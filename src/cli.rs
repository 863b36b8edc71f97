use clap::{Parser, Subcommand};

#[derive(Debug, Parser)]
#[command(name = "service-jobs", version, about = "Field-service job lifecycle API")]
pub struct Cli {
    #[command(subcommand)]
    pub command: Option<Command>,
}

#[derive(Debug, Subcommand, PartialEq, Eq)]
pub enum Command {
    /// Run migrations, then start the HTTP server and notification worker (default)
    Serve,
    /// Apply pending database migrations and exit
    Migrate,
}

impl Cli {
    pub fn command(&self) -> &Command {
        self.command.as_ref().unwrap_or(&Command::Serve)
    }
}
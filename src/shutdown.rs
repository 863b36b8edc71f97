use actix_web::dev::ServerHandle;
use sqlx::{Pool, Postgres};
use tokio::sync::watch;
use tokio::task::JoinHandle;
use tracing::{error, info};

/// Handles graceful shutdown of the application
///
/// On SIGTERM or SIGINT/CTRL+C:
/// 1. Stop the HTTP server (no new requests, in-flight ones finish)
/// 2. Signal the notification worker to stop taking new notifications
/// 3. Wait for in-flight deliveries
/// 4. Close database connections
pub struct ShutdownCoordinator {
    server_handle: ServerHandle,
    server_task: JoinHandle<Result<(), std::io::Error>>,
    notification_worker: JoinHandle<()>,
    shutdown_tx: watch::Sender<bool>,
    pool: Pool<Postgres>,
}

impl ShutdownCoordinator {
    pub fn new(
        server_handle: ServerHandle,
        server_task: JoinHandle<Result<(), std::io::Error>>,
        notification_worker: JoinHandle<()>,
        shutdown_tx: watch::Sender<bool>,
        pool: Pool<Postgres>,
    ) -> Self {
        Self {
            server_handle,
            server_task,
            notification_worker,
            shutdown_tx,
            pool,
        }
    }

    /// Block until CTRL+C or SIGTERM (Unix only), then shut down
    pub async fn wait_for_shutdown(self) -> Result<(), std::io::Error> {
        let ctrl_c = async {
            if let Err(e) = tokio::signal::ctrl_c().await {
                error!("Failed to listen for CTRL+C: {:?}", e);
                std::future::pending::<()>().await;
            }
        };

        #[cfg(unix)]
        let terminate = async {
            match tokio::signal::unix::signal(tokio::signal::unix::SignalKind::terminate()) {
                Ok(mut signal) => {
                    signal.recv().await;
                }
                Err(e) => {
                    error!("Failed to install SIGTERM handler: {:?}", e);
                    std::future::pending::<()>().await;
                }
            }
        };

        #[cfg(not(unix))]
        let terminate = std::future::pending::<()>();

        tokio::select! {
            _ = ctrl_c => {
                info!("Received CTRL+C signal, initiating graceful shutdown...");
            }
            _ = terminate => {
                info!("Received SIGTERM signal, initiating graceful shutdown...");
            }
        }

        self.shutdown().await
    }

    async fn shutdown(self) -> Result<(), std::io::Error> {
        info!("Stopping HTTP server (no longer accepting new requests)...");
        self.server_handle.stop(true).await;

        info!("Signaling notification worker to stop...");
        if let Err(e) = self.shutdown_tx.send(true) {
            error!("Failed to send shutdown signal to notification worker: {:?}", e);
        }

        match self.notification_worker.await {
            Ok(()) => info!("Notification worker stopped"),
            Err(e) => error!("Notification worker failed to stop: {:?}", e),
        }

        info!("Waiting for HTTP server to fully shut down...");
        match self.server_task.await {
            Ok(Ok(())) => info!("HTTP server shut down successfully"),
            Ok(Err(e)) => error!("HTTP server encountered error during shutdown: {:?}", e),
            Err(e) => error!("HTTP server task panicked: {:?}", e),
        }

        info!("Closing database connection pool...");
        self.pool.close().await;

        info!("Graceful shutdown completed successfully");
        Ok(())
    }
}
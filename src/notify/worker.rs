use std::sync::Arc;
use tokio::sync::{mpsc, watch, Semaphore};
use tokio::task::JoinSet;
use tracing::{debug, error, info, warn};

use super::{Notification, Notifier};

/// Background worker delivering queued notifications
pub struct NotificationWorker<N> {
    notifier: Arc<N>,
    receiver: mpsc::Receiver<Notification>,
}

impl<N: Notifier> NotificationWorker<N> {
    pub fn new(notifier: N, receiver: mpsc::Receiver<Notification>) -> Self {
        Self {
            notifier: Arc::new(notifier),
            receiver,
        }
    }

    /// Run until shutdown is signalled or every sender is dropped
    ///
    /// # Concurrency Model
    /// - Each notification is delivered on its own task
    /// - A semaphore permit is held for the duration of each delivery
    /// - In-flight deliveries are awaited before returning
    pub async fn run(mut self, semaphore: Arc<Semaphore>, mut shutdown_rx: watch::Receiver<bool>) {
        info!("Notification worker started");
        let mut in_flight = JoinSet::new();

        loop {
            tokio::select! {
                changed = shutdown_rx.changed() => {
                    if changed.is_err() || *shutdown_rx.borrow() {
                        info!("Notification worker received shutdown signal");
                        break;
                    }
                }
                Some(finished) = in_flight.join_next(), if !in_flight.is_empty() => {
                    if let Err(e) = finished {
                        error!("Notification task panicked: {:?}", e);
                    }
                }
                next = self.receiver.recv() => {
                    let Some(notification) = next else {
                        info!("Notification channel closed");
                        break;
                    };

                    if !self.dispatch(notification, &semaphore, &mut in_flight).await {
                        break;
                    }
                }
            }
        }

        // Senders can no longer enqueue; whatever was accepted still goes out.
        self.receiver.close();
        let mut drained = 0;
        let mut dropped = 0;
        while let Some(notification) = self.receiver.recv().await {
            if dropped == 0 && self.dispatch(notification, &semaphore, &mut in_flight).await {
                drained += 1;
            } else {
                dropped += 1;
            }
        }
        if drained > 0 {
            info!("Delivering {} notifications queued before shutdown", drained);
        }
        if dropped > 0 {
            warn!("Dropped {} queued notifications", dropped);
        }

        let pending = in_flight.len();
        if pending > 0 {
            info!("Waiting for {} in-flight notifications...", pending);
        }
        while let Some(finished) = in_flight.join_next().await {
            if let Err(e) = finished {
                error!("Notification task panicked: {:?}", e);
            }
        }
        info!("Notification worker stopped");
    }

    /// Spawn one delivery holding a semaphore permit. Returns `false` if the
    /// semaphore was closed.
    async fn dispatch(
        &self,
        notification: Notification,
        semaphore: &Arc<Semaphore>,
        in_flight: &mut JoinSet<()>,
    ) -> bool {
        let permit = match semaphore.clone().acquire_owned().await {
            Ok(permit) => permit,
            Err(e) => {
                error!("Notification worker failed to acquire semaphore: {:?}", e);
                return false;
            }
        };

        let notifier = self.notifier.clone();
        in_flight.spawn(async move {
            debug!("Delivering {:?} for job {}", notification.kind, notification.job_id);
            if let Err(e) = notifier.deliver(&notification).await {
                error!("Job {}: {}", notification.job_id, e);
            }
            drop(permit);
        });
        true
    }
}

__________________________________________________

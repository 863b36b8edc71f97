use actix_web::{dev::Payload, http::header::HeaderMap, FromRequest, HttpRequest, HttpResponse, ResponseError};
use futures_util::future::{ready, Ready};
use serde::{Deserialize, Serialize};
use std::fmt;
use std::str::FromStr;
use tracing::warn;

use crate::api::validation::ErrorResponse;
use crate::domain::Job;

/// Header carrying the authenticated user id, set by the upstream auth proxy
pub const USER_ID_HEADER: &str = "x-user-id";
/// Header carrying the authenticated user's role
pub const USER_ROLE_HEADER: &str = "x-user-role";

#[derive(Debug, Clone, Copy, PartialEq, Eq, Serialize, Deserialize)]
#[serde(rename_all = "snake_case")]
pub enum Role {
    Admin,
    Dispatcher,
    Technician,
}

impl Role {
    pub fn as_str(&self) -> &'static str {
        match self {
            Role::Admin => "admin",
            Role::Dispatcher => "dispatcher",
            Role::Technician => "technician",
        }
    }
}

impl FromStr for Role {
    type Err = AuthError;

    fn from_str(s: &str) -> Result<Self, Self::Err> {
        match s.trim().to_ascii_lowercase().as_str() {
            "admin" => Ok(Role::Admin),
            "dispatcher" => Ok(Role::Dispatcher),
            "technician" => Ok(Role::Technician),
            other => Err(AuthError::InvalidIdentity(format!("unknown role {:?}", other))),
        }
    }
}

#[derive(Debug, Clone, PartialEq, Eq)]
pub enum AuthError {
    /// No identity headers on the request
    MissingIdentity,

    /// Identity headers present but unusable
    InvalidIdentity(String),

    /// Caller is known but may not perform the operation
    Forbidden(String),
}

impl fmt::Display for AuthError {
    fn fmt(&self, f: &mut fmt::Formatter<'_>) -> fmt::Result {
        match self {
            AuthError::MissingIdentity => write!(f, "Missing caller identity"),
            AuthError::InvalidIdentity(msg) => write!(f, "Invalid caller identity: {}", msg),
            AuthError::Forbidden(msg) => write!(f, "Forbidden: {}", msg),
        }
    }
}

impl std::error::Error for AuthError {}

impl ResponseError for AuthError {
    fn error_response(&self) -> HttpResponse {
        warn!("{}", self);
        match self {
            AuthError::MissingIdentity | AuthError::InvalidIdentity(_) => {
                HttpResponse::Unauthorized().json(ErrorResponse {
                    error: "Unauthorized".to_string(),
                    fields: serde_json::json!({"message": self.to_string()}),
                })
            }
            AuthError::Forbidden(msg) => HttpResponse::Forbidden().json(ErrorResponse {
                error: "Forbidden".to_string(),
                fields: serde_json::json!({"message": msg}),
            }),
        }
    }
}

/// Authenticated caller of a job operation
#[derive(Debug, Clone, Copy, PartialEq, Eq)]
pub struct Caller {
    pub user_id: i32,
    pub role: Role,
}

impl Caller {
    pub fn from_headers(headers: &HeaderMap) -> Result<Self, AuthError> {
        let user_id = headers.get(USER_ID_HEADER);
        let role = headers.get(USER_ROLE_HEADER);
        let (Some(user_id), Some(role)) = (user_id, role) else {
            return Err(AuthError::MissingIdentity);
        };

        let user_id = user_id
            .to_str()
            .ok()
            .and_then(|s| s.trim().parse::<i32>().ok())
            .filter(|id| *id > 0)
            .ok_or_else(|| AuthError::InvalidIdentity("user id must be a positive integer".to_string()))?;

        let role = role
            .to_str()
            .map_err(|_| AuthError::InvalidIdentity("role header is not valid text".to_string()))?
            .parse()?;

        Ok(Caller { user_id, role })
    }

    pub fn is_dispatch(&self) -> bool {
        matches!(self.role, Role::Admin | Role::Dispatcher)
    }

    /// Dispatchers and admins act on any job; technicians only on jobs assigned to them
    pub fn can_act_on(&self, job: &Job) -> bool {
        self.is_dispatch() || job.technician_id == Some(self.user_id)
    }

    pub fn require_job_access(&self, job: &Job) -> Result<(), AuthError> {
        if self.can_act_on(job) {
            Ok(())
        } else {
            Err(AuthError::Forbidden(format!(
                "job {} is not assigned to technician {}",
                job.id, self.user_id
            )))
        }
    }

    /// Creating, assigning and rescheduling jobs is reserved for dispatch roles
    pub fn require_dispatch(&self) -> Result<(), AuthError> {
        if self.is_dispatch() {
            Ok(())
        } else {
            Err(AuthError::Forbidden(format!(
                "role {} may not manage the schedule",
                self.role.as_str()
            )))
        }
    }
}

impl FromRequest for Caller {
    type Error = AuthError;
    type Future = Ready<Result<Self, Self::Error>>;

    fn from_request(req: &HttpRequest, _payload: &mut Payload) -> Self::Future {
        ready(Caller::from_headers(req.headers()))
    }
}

__________________________________________________

Exercise objective ▸ A line belongs in the answer if it contains the word "closed"; copy every such line from the data above.

Solution to this exercise ▸
                        info!("Notification channel closed");
    /// semaphore was closed.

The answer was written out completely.